Segment Start: MATERIAL SHOWN

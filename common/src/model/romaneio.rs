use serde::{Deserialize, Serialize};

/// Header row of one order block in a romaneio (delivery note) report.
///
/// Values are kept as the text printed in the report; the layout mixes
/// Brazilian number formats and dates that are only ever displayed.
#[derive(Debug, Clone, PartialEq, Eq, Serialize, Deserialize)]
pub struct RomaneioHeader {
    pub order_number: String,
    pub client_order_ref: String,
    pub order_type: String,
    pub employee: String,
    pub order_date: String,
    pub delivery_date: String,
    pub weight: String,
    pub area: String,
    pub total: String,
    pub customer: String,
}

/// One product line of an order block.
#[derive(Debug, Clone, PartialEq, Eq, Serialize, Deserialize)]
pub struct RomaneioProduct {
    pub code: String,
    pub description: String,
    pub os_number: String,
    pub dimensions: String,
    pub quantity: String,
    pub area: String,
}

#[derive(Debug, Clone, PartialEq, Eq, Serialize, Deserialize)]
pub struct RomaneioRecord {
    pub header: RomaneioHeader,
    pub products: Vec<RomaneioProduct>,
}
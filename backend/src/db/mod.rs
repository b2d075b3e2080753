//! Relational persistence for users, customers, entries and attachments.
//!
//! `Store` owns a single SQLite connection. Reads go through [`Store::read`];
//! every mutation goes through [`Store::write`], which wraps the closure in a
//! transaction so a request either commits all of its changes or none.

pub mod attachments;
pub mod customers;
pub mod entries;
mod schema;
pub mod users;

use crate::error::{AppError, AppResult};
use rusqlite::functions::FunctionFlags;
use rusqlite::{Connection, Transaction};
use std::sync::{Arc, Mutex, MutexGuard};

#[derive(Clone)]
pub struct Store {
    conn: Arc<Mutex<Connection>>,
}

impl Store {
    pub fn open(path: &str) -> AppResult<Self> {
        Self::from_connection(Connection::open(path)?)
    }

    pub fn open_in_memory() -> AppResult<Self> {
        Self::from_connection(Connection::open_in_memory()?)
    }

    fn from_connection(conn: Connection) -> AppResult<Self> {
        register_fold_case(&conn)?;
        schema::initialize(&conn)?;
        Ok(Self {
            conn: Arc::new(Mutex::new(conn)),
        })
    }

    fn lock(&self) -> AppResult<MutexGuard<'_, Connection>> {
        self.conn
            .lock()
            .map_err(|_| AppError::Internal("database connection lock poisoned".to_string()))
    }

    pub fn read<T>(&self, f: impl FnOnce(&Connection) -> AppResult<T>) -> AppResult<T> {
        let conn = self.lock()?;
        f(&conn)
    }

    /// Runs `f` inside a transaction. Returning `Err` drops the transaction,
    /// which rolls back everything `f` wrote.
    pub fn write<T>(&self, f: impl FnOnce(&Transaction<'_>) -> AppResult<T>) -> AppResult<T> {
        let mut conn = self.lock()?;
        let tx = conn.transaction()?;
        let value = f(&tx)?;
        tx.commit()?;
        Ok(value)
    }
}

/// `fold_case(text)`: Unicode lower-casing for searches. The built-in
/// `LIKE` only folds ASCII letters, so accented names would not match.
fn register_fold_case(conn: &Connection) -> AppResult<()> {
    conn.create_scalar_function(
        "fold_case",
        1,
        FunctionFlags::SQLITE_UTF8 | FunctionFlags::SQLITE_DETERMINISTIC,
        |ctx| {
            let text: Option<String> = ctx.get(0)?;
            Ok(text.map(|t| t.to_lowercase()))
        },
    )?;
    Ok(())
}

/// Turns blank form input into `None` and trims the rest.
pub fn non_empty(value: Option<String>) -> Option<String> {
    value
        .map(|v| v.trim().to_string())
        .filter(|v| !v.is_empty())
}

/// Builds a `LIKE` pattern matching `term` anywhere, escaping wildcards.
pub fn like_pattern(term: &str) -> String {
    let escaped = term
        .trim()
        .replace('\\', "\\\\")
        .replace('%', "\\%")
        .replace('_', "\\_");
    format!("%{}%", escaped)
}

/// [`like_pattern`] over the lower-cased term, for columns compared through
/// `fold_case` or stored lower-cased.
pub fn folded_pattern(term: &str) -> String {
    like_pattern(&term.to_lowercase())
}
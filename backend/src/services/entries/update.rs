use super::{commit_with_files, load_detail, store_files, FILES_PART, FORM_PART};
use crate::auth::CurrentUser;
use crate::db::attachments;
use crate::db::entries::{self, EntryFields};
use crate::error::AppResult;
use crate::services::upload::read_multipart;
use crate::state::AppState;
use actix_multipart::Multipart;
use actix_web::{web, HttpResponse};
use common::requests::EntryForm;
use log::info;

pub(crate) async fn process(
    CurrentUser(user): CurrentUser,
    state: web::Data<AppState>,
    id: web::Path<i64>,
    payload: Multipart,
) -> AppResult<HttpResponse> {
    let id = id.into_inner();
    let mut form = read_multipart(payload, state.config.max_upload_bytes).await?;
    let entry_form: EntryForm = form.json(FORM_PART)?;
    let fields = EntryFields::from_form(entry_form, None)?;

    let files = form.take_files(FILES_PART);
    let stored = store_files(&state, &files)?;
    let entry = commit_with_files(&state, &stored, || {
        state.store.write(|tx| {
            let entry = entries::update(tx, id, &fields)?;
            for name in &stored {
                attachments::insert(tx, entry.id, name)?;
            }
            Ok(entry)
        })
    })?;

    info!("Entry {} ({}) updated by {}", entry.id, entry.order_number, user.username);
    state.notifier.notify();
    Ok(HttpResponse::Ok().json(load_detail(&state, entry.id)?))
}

Segment End: MATERIAL SHOWN

- _EXERCISE_
Output the material again, line for line.

- _EXERCISE RESULT_
filename common/src/model/romaneio.rs
use serde::{Deserialize, Serialize};

/// Header row of one order block in a romaneio (delivery note) report.
///
/// Values are kept as the text printed in the report; the layout mixes
/// Brazilian number formats and dates that are only ever displayed.
#[derive(Debug, Clone, PartialEq, Eq, Serialize, Deserialize)]
pub struct RomaneioHeader {
    pub order_number: String,
    pub client_order_ref: String,
    pub order_type: String,
    pub employee: String,
    pub order_date: String,
    pub delivery_date: String,
    pub weight: String,
    pub area: String,
    pub total: String,
    pub customer: String,
}

/// One product line of an order block.
#[derive(Debug, Clone, PartialEq, Eq, Serialize, Deserialize)]
pub struct RomaneioProduct {
    pub code: String,
    pub description: String,
    pub os_number: String,
    pub dimensions: String,
    pub quantity: String,
    pub area: String,
}

#[derive(Debug, Clone, PartialEq, Eq, Serialize, Deserialize)]
pub struct RomaneioRecord {
    pub header: RomaneioHeader,
    pub products: Vec<RomaneioProduct>,
}
filename backend/src/db/mod.rs
repository b2d075b3e2080753
//! Relational persistence for users, customers, entries and attachments.
//!
//! `Store` owns a single SQLite connection. Reads go through [`Store::read`];
//! every mutation goes through [`Store::write`], which wraps the closure in a
//! transaction so a request either commits all of its changes or none.

pub mod attachments;
pub mod customers;
pub mod entries;
mod schema;
pub mod users;

use crate::error::{AppError, AppResult};
use rusqlite::functions::FunctionFlags;
use rusqlite::{Connection, Transaction};
use std::sync::{Arc, Mutex, MutexGuard};

#[derive(Clone)]
pub struct Store {
    conn: Arc<Mutex<Connection>>,
}

impl Store {
    pub fn open(path: &str) -> AppResult<Self> {
        Self::from_connection(Connection::open(path)?)
    }

    pub fn open_in_memory() -> AppResult<Self> {
        Self::from_connection(Connection::open_in_memory()?)
    }

    fn from_connection(conn: Connection) -> AppResult<Self> {
        register_fold_case(&conn)?;
        schema::initialize(&conn)?;
        Ok(Self {
            conn: Arc::new(Mutex::new(conn)),
        })
    }

    fn lock(&self) -> AppResult<MutexGuard<'_, Connection>> {
        self.conn
            .lock()
            .map_err(|_| AppError::Internal("database connection lock poisoned".to_string()))
    }

    pub fn read<T>(&self, f: impl FnOnce(&Connection) -> AppResult<T>) -> AppResult<T> {
        let conn = self.lock()?;
        f(&conn)
    }

    /// Runs `f` inside a transaction. Returning `Err` drops the transaction,
    /// which rolls back everything `f` wrote.
    pub fn write<T>(&self, f: impl FnOnce(&Transaction<'_>) -> AppResult<T>) -> AppResult<T> {
        let mut conn = self.lock()?;
        let tx = conn.transaction()?;
        let value = f(&tx)?;
        tx.commit()?;
        Ok(value)
    }
}

/// `fold_case(text)`: Unicode lower-casing for searches. The built-in
/// `LIKE` only folds ASCII letters, so accented names would not match.
fn register_fold_case(conn: &Connection) -> AppResult<()> {
    conn.create_scalar_function(
        "fold_case",
        1,
        FunctionFlags::SQLITE_UTF8 | FunctionFlags::SQLITE_DETERMINISTIC,
        |ctx| {
            let text: Option<String> = ctx.get(0)?;
            Ok(text.map(|t| t.to_lowercase()))
        },
    )?;
    Ok(())
}

/// Turns blank form input into `None` and trims the rest.
pub fn non_empty(value: Option<String>) -> Option<String> {
    value
        .map(|v| v.trim().to_string())
        .filter(|v| !v.is_empty())
}

/// Builds a `LIKE` pattern matching `term` anywhere, escaping wildcards.
pub fn like_pattern(term: &str) -> String {
    let escaped = term
        .trim()
        .replace('\\', "\\\\")
        .replace('%', "\\%")
        .replace('_', "\\_");
    format!("%{}%", escaped)
}

/// [`like_pattern`] over the lower-cased term, for columns compared through
/// `fold_case` or stored lower-cased.
pub fn folded_pattern(term: &str) -> String {
    like_pattern(&term.to_lowercase())
}
filename backend/src/services/entries/update.rs
use super::{commit_with_files, load_detail, store_files, FILES_PART, FORM_PART};
use crate::auth::CurrentUser;
use crate::db::attachments;
use crate::db::entries::{self, EntryFields};
use crate::error::AppResult;
use crate::services::upload::read_multipart;
use crate::state::AppState;
use actix_multipart::Multipart;
use actix_web::{web, HttpResponse};
use common::requests::EntryForm;
use log::info;

pub(crate) async fn process(
    CurrentUser(user): CurrentUser,
    state: web::Data<AppState>,
    id: web::Path<i64>,
    payload: Multipart,
) -> AppResult<HttpResponse> {
    let id = id.into_inner();
    let mut form = read_multipart(payload, state.config.max_upload_bytes).await?;
    let entry_form: EntryForm = form.json(FORM_PART)?;
    let fields = EntryFields::from_form(entry_form, None)?;

    let files = form.take_files(FILES_PART);
    let stored = store_files(&state, &files)?;
    let entry = commit_with_files(&state, &stored, || {
        state.store.write(|tx| {
            let entry = entries::update(tx, id, &fields)?;
            for name in &stored {
                attachments::insert(tx, entry.id, name)?;
            }
            Ok(entry)
        })
    })?;

    info!("Entry {} ({}) updated by {}", entry.id, entry.order_number, user.username);
    state.notifier.notify();
    Ok(HttpResponse::Ok().json(load_detail(&state, entry.id)?))
}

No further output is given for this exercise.